The last Democratic governor of Virginia, Tim Kaine, considered doing what McAuliffe actually did. In 2010 Kaine sought the recommendation of his senior counsel, attorney and law professor Mark Rubin, who advised him that the governor has no such authority. “A blanket order restoring the voting rights of everyone would be a rewrite of the law rather than a contemplated use of the executive clemency powers,” wrote Rubin a letter. “And, the notion that the Constitution of the Commonwealth could be rewritten via executive order is troubling.” In light of this unequivocal legal advice, Kaine decided not to issue the executive order that McAuliffe issued this past April. Oddly enough, Kaine now supports McAuliffe’s lawless unilateral action. Could it be because he’s Hillary Clinton’s running mate?
Bad news came in July for Governor McAuliffe when the Virginia Supreme Court invalidated his executive order, citing Governor Kaine’s reluctance to restore voting rights to felons via unilateral action. Chief Justice Donald Lemons wrote in the majority opinion: “Never before have any of the prior 71 Virginia Governors issued a clemency order of any kind — including pardons, reprieves, commutations, and restoration orders — to a class of unnamed felons without regard for the nature of the crimes or any other individual circumstances relevant to the request. To be sure, no Governor of this Commonwealth, until now, has even suggested that such a power exists. And the only Governors who have seriously considered the question concluded that no such power exists.”
But McAuliffe was not deterred. After the court tossed out his sweeping executive order and invalidated the voter registrations of 13,000 felons who had registered in the interim, the governor set to work trying to find a way around the ruling.

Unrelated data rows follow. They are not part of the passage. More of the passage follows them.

//! Lockfile: the exact recipe revisions a resolution picked
//!
//! ```json
//! {
//!   "version": 1,
//!   "strict": false,
//!   "requires": [
//!     { "ref": "zlib/1.3#5f1c3b" },
//!     { "ref": "cmake/3.27.1#9a0e11", "build": true }
//!   ]
//! }
//! ```
//!
//! A locked entry replaces range resolution for requirements it matches.
//! Python requires are exact references already and are never locked.

use kiln_errors::{Error, LockfileError, StorageError};
use kiln_types::{Context, RecipeReference};
use serde::{Deserialize, Serialize};
use std::path::Path;
use tracing::debug;

use crate::graph::Graph;
use crate::requirement::Requirement;

/// Format version written by this crate
pub const LOCKFILE_VERSION: u32 = 1;

fn is_false(value: &bool) -> bool {
    !*value
}

/// One locked recipe revision
#[derive(Debug, Clone, PartialEq, Eq, Serialize, Deserialize)]
pub struct LockEntry {
    #[serde(rename = "ref")]
    pub reference: RecipeReference,
    /// Locked for the build context
    #[serde(default, skip_serializing_if = "is_false")]
    pub build: bool,
    /// Only reachable through test requirements
    #[serde(default, skip_serializing_if = "is_false")]
    pub test: bool,
    /// Required by the consumer itself
    #[serde(default, skip_serializing_if = "is_false")]
    pub direct: bool,
}

/// Set of locked references
#[derive(Debug, Clone, PartialEq, Eq, Serialize, Deserialize)]
pub struct Lockfile {
    pub version: u32,
    /// Fail on requirements that have no entry instead of resolving them
    #[serde(default)]
    pub strict: bool,
    #[serde(rename = "requires", default)]
    entries: Vec<LockEntry>,
}

impl Default for Lockfile {
    fn default() -> Self {
        Self::new()
    }
}

impl Lockfile {
    #[must_use]
    pub fn new() -> Self {
        Self {
            version: LOCKFILE_VERSION,
            strict: false,
            entries: Vec::new(),
        }
    }

    #[must_use]
    pub fn strict(mut self) -> Self {
        self.strict = true;
        self
    }

    /// Lock every package node of a resolved graph
    #[must_use]
    pub fn from_graph(graph: &Graph) -> Self {
        let mut lockfile = Self::new();
        lockfile.update_from_graph(graph);
        lockfile
    }

    /// Add or replace entries with what the graph resolved
    ///
    /// Entries for packages the graph does not contain are kept.
    pub fn update_from_graph(&mut self, graph: &Graph) {
        let direct: Vec<_> = graph
            .root()
            .edges()
            .iter()
            .map(|edge| edge.target)
            .collect();

        for node in graph.nodes() {
            let Some(reference) = node.reference() else {
                continue;
            };
            let entry = LockEntry {
                reference: reference.clone(),
                build: node.context() == Context::Build,
                test: node.is_test(),
                direct: direct.contains(&node.id()),
            };
            self.insert(entry);
        }
    }

    /// Add an entry, replacing one for the same reference and context
    pub fn insert(&mut self, entry: LockEntry) {
        if let Some(existing) = self
            .entries
            .iter_mut()
            .find(|e| e.reference == entry.reference && e.build == entry.build)
        {
            existing.test &= entry.test;
            existing.direct |= entry.direct;
            if existing.reference.revision != entry.reference.revision {
                existing.reference = entry.reference;
            }
            return;
        }
        self.entries.push(entry);
        self.sort();
    }

    /// Name, then context, then newest reference first
    fn sort(&mut self) {
        self.entries.sort_by(|a, b| {
            (&a.reference.name, a.build)
                .cmp(&(&b.reference.name, b.build))
                .then_with(|| b.reference.cmp(&a.reference))
        });
    }

    #[must_use]
    pub fn entries(&self) -> &[LockEntry] {
        &self.entries
    }

    #[must_use]
    pub fn len(&self) -> usize {
        self.entries.len()
    }

    #[must_use]
    pub fn is_empty(&self) -> bool {
        self.entries.is_empty()
    }

    /// Entries for one package name and context, newest first
    pub fn entries_for<'a, 'n>(
        &'a self,
        name: &'n str,
        build: bool,
    ) -> impl Iterator<Item = &'a LockEntry> + use<'a, 'n> {
        self.entries
            .iter()
            .filter(move |entry| entry.reference.name == name && entry.build == build)
    }

    /// The locked reference a requirement resolves to in `context`
    ///
    /// Several versions of one package can be locked when a private
    /// requirement duplicated it; the highest satisfying one is used.
    /// Returns `Ok(None)` when nothing is locked for the requirement and
    /// the lockfile is not strict.
    ///
    /// # Errors
    ///
    /// Returns `LockfileError::Mismatch` when entries exist for the package
    /// but none satisfies the requirement, or `LockfileError::Unlocked` for
    /// a requirement a strict lockfile does not cover.
    pub fn locked(
        &self,
        requirement: &Requirement,
        context: Context,
        resolve_prereleases: bool,
    ) -> Result<Option<&RecipeReference>, LockfileError> {
        let mut candidates = self
            .entries_for(requirement.name(), context == Context::Build)
            .peekable();
        let Some(first) = candidates.peek().map(|entry| entry.reference.to_string()) else {
            if self.strict {
                return Err(LockfileError::Unlocked {
                    requirement: requirement.spec.to_string(),
                });
            }
            return Ok(None);
        };

        candidates
            .find(|entry| requirement.spec.matches(&entry.reference, resolve_prereleases))
            .map(|entry| Some(&entry.reference))
            .ok_or_else(|| LockfileError::Mismatch {
                requirement: requirement.spec.to_string(),
                locked: first,
            })
    }

    /// # Errors
    ///
    /// Returns `LockfileError::Invalid` for malformed JSON,
    /// `LockfileError::UnsupportedVersion` for a newer format, or
    /// `LockfileError::MissingRevision` for an entry without revision.
    pub fn from_json(json: &str) -> Result<Self, LockfileError> {
        let mut lockfile: Self = serde_json::from_str(json).map_err(|e| LockfileError::Invalid {
            message: e.to_string(),
        })?;
        if lockfile.version > LOCKFILE_VERSION {
            return Err(LockfileError::UnsupportedVersion {
                version: lockfile.version,
            });
        }
        if let Some(entry) = lockfile
            .entries
            .iter()
            .find(|entry| entry.reference.revision.is_none())
        {
            return Err(LockfileError::MissingRevision {
                reference: entry.reference.to_string(),
            });
        }
        lockfile.sort();
        Ok(lockfile)
    }

    /// # Errors
    ///
    /// Returns an error if serialization fails.
    pub fn to_json(&self) -> Result<String, Error> {
        Ok(serde_json::to_string_pretty(self)?)
    }

    /// Read a lockfile from disk
    ///
    /// # Errors
    ///
    /// Returns an error if the file cannot be read or is not a valid
    /// lockfile.
    pub async fn load(path: &Path) -> Result<Self, Error> {
        let content = tokio::fs::read_to_string(path)
            .await
            .map_err(|e| StorageError::from_io_with_path(&e, path))?;
        let lockfile = Self::from_json(&content)?;
        debug!(path = %path.display(), entries = lockfile.len(), "lockfile loaded");
        Ok(lockfile)
    }

    /// Write the lockfile next to its final path, then rename it in place
    ///
    /// # Errors
    ///
    /// Returns an error if writing or renaming fails.
    pub async fn save(&self, path: &Path) -> Result<(), Error> {
        let content = self.to_json()?;
        let tmp = path.with_extension("lock.tmp");
        tokio::fs::write(&tmp, content)
            .await
            .map_err(|e| StorageError::from_io_with_path(&e, &tmp))?;
        tokio::fs::rename(&tmp, path)
            .await
            .map_err(|e| StorageError::AtomicRenameFailed {
                message: format!("{} -> {}: {e}", tmp.display(), path.display()),
            })?;
        debug!(path = %path.display(), entries = self.len(), "lockfile saved");
        Ok(())
    }
}
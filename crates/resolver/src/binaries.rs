//! Binary analysis: decide, per node, where its binary comes from

use kiln_config::PackagePattern;
use kiln_errors::{ConfigError, Error, GraphError};
use kiln_events::{EventEmitter, ResolverEvent};
use kiln_index::Sources;
use kiln_types::RecipeReference;
use std::collections::VecDeque;
use tracing::debug;

use crate::graph::{BinaryStatus, Graph, NodeId};
use crate::Emitter;

/// Which packages may be built from source
///
/// Parsed from `--build` style entries: `missing` builds anything without
/// a binary, `missing:<pattern>` only matching packages without one,
/// `<pattern>` (or `*`) always builds matching packages, and `never`
/// forbids building. No entries means nothing is built.
#[derive(Debug, Clone, Default)]
pub struct BuildPolicy {
    never: bool,
    missing_all: bool,
    missing: Vec<PackagePattern>,
    forced: Vec<PackagePattern>,
}

impl BuildPolicy {
    /// # Errors
    ///
    /// Returns `ConfigError::InvalidValue` when `never` is combined with
    /// other entries, or `ConfigError::InvalidPattern` for a bad pattern.
    pub fn parse<S: AsRef<str>>(entries: &[S]) -> Result<Self, ConfigError> {
        let mut policy = Self::default();
        for entry in entries {
            let entry = entry.as_ref().trim();
            match entry {
                "never" => policy.never = true,
                "missing" => policy.missing_all = true,
                _ => {
                    if let Some(pattern) = entry.strip_prefix("missing:") {
                        policy.missing.push(PackagePattern::parse(pattern)?);
                    } else {
                        policy.forced.push(PackagePattern::parse(entry)?);
                    }
                }
            }
        }
        if policy.never && entries.len() > 1 {
            return Err(ConfigError::InvalidValue {
                field: "build".to_string(),
                value: entries
                    .iter()
                    .map(|e| e.as_ref().to_string())
                    .collect::<Vec<_>>()
                    .join(","),
            });
        }
        Ok(policy)
    }

    /// Build everything that has no binary
    #[must_use]
    pub fn missing() -> Self {
        Self {
            missing_all: true,
            ..Self::default()
        }
    }

    #[must_use]
    pub fn never() -> Self {
        Self {
            never: true,
            ..Self::default()
        }
    }

    /// Whether the package is built even when a binary exists
    #[must_use]
    pub fn forces(&self, reference: &RecipeReference, is_consumer: bool) -> bool {
        !self.never
            && self
                .forced
                .iter()
                .any(|pattern| pattern.matches(reference, is_consumer))
    }

    /// Whether the package may be built when no binary exists
    #[must_use]
    pub fn builds_missing(&self, reference: &RecipeReference, is_consumer: bool) -> bool {
        !self.never
            && (self.missing_all
                || self
                    .missing
                    .iter()
                    .any(|pattern| pattern.matches(reference, is_consumer))
                || self.forces(reference, is_consumer))
    }
}

/// Assign a binary status to every package node
///
/// # Errors
///
/// Returns the first error a package source reports.
pub(crate) fn analyze(
    graph: &mut Graph,
    sources: &Sources,
    policy: &BuildPolicy,
    update: bool,
    emitter: &Emitter<'_>,
) -> Result<(), Error> {
    let ids: Vec<NodeId> = graph.nodes().map(|node| node.id()).collect();
    for id in ids {
        let node = graph.node(id);
        let (Some(reference), Some(package_id)) = (node.reference(), node.package_id()) else {
            continue;
        };
        let consumer = node.is_consumer();
        let invalid = node.info().and_then(|info| info.invalid_reason()).is_some();

        let (status, candidate) = if invalid {
            (BinaryStatus::Invalid, None)
        } else if policy.forces(reference, consumer) {
            (BinaryStatus::Build, None)
        } else {
            match sources.find_binary(reference, package_id, update)? {
                Some(candidate) if candidate.source.is_cache() => {
                    (BinaryStatus::Cache, Some(candidate))
                }
                Some(candidate) => (BinaryStatus::Download, Some(candidate)),
                None if policy.builds_missing(reference, consumer) => (BinaryStatus::Build, None),
                None => (BinaryStatus::Missing, None),
            }
        };
        debug!(
            reference = %reference,
            package_id = %package_id,
            status = %status,
            "binary analyzed"
        );
        emitter.emit_resolver(ResolverEvent::binary_analyzed(
            reference.to_string(),
            package_id.to_string(),
            status.as_str(),
        ));

        let node = graph.node_mut(id);
        node.binary = status;
        node.binary_candidate = candidate;
    }
    mark_skipped(graph);
    Ok(())
}

/// Mark nodes nothing needs as `Skip`
///
/// Everything the consumer requires is needed. A node that will be built
/// needs all its dependencies; any other node only needs its regular host
/// dependencies, never its build tools or test requirements.
fn mark_skipped(graph: &mut Graph) {
    let mut needed = vec![false; graph.len() + 1];
    let mut queue = VecDeque::from([Graph::ROOT]);
    needed[Graph::ROOT.index()] = true;

    while let Some(id) = queue.pop_front() {
        let node = graph.node(id);
        let builds = node.is_root() || node.binary() == BinaryStatus::Build;
        for edge in node.edges() {
            let runtime = !edge.requirement.build && !edge.requirement.test;
            if (builds || runtime) && !needed[edge.target.index()] {
                needed[edge.target.index()] = true;
                queue.push_back(edge.target);
            }
        }
    }

    let unneeded: Vec<NodeId> = graph
        .nodes()
        .map(crate::graph::Node::id)
        .filter(|id| !needed[id.index()])
        .collect();
    for id in unneeded {
        graph.node_mut(id).binary = BinaryStatus::Skip;
    }
}

/// Fail on binaries that cannot be obtained
///
/// # Errors
///
/// Returns `GraphError::InvalidConfiguration` for the first invalid node,
/// otherwise `GraphError::MissingBinaries` listing every missing one.
pub(crate) fn check(graph: &Graph) -> Result<(), GraphError> {
    if let Some(node) = graph.nodes().find(|n| n.binary() == BinaryStatus::Invalid) {
        let reason = node
            .info()
            .and_then(|info| info.invalid_reason())
            .unwrap_or_default()
            .to_string();
        return Err(GraphError::InvalidConfiguration {
            reference: node.label(),
            reason,
        });
    }

    let mut packages: Vec<String> = graph
        .nodes()
        .filter(|node| node.binary() == BinaryStatus::Missing)
        .map(|node| {
            let reference = node.reference().map(ToString::to_string).unwrap_or_default();
            let package_id = node.package_id().map(ToString::to_string).unwrap_or_default();
            format!("{reference}:{package_id}")
        })
        .collect();
    if packages.is_empty() {
        return Ok(());
    }
    packages.sort();
    packages.dedup();
    Err(GraphError::MissingBinaries { packages })
}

He settled on a childish gimmick—rather than signing one piece of paper to restore the rights of 206,000 felons he would instead sign 206,000 pieces of paper, starting with the 13,000 felons hanging in limbo. Each felon would receive his clemency “individually”—or at least that pretense would be maintained. McAuliffe did not plan to review each case nor did he set any criteria by which to weed out the undeserving. He was going to do exactly what the court told him he couldn’t legally do, only using a lot more ink and paper.
Virginia’s Speaker of the House and Senate Majority Leader, both Republicans, have asked the Virginia Supreme Court to hold Governor McAuliffe in contempt, which he clearly is. Much the same way that Kim Davis had her butt tossed in jail for defying a court order, Terry McAuliffe must also face some consequences. Or do we only jail the little people? He must not be allowed to get away with his arrogant and selfish power grab lest a precedent be set. The ends don’t justify the means and Terry McAuliffe is not a law unto himself. He cannot abrogate the state constitution with a stroke of his pen—or 206,000 strokes of his pen. Terry McAuliffe must be arrested post haste if the rule of law is to survive.